InfoAmazonia Uncovers a Devastating Rise in Deforestation Rates in Brazil

The mapping platform extends its database to cover all 9 Amazonian countries

Gustavo Faleiros is a Knight International Journalism Fellow based in Brazil who has created a comprehensive online map that makes extensive use of data to track the deteriorating environment of the nine-country Amazon region. The map—a mash-up of existing technologies such as satellite images, open data and media and social-media feeds—is hosted by partner O Eco, an environmental news site, and supported by a grant from Internews.

The map gives journalists the ability to keep tabs on changes that impact the world’s largest tropical rainforest. Faleiros will also help O Eco, the daily newspaper Folha de Sao Paulo and other media mine and visualize data in their stories. To support this work, Faleiros is working with ABRAJI to launch the country’s first Hacks/Hackers chapter in Sao Paulo.

Screenshot of InfoAmazonia web site

By aggregating stories using a map of the region the project aims to improve the public’s awareness of issues in the Amazon region. The data set includes information on deforestation, mining and oil exploration in the Amazon and both historical and contemporary figures on forest fires.
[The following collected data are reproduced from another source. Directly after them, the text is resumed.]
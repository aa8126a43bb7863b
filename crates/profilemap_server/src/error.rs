use axum::{
    http::StatusCode,
    response::{IntoResponse, Response},
    Json,
};
use log::{error, warn};
use profilemap_core::db::DbError;
use profilemap_core::{GeocodeError, LoggingError, ProfileServiceError, ProfileValidationError};
use serde_json::json;
use thiserror::Error;

use crate::config::ConfigError;

/// Request-level failure. `Display` is the message shown to callers.
#[derive(Error, Debug)]
pub enum AppError {
    #[error("{0}")]
    Validation(#[from] ProfileValidationError),

    #[error("Profile not found")]
    NotFound,

    #[error("Failed to access profile store")]
    Store,

    #[error("No location found for that address")]
    NoGeocodeMatch,

    #[error("Geocoding is not configured")]
    GeocoderUnavailable,

    #[error("Geocoding provider request failed")]
    GeocoderUpstream,

    #[error("Malformed request body: {0}")]
    MalformedBody(String),

    #[error("Internal error")]
    Internal,
}

impl AppError {
    pub fn status(&self) -> StatusCode {
        match self {
            AppError::Validation(_) | AppError::MalformedBody(_) => StatusCode::BAD_REQUEST,
            AppError::NotFound | AppError::NoGeocodeMatch => StatusCode::NOT_FOUND,
            AppError::Store | AppError::Internal => StatusCode::INTERNAL_SERVER_ERROR,
            AppError::GeocoderUnavailable => StatusCode::SERVICE_UNAVAILABLE,
            AppError::GeocoderUpstream => StatusCode::BAD_GATEWAY,
        }
    }
}

// The service already logged the store failure with its details.
impl From<ProfileServiceError> for AppError {
    fn from(value: ProfileServiceError) -> Self {
        match value {
            ProfileServiceError::Validation(err) => AppError::Validation(err),
            ProfileServiceError::NotFound(_) => AppError::NotFound,
            ProfileServiceError::Store(_) => AppError::Store,
        }
    }
}

impl From<GeocodeError> for AppError {
    fn from(value: GeocodeError) -> Self {
        match value {
            GeocodeError::NotConfigured => AppError::GeocoderUnavailable,
            other => {
                warn!("event=geocode module=server status=error error={other}");
                AppError::GeocoderUpstream
            }
        }
    }
}

impl IntoResponse for AppError {
    fn into_response(self) -> Response {
        let status = self.status();
        if status == StatusCode::INTERNAL_SERVER_ERROR {
            error!("event=request module=server status=error error={self}");
        }

        (status, Json(json!({ "error": self.to_string() }))).into_response()
    }
}

/// Startup failure of the server binary.
#[derive(Error, Debug)]
pub enum StartupError {
    #[error("configuration error: {0}")]
    Config(#[from] ConfigError),

    #[error("logging setup failed: {0}")]
    Logging(#[from] LoggingError),

    #[error("failed to open profile store: {0}")]
    Db(#[from] DbError),

    #[error("failed to set up geocoder: {0}")]
    Geocoder(#[from] GeocodeError),

    #[error("server i/o error: {0}")]
    Io(#[from] std::io::Error),
}

#[cfg(test)]
mod tests {
    use super::AppError;
    use axum::http::StatusCode;
    use profilemap_core::{GeocodeError, ProfileServiceError, ProfileValidationError, RepoError};
    use uuid::Uuid;

    #[test]
    fn service_errors_map_to_status_codes() {
        let validation: AppError =
            ProfileServiceError::Validation(ProfileValidationError::MissingField("name")).into();
        assert_eq!(validation.status(), StatusCode::BAD_REQUEST);
        assert_eq!(validation.to_string(), "missing required field: name");

        let not_found: AppError = ProfileServiceError::NotFound(Uuid::new_v4()).into();
        assert_eq!(not_found.status(), StatusCode::NOT_FOUND);

        let store: AppError =
            ProfileServiceError::Store(RepoError::InvalidData("secret detail".to_string())).into();
        assert_eq!(store.status(), StatusCode::INTERNAL_SERVER_ERROR);
        assert!(!store.to_string().contains("secret detail"));
    }

    #[test]
    fn geocode_errors_map_to_gateway_statuses() {
        let unavailable: AppError = GeocodeError::NotConfigured.into();
        assert_eq!(unavailable.status(), StatusCode::SERVICE_UNAVAILABLE);

        let upstream: AppError = GeocodeError::Status(401).into();
        assert_eq!(upstream.status(), StatusCode::BAD_GATEWAY);
        assert!(!upstream.to_string().contains("401"));
    }
}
Each month, O Eco pays particular attention to the deforestation figures that are published by the National Institute for Space Research (INPE). In Brazil, these figures are often announced with some fanfare, usually at a monthly press conference. But since a new Environment Minister has come into office, these press conferences have become a rare event on the calendar. This has a direct effect on the media’s interest in the data, and key statistics are often missed -- but not by O Eco. In August, when O Eco reporters analysed the data they discovered a 220% rise in the rate of deforestation of the Amazon in Brazil compared to figures from the same time the previous year. Media outlets from across the world picked up the story they produced, not only those inside the Amazon region, but also those, for example, on Nature’s Newsblog

This month Info Amazonia has spread its wings in a partnership with Terra - I, an organisation that detects land-cover changes resulting from human activities in near real-time. This partnership will extend InfoAmazonia’s analysis of deforestation data to Bolivia, Columbia, Ecuador, Peru, Venezuela, Guyana, Suriname & French Guyana.

Faleiros, Project Director of InfoAmazonia says, “Giving journalists the access to data from nine Amazonian countries allows us to communicate that the Amazon region acts as connected ecosystem. It is essential that people in the region and other parts of the world understand the scale of the problem, whether it happens in Brazil, Colombia or Peru.”

The interactive mapping technology used by InfoAmazonia allows journalists, experts and a new breed of ‘citizen journalists’ to find and share information on the Amazon region.  With the expansion of the data available the picture of what is currently happening in the region can only become clearer.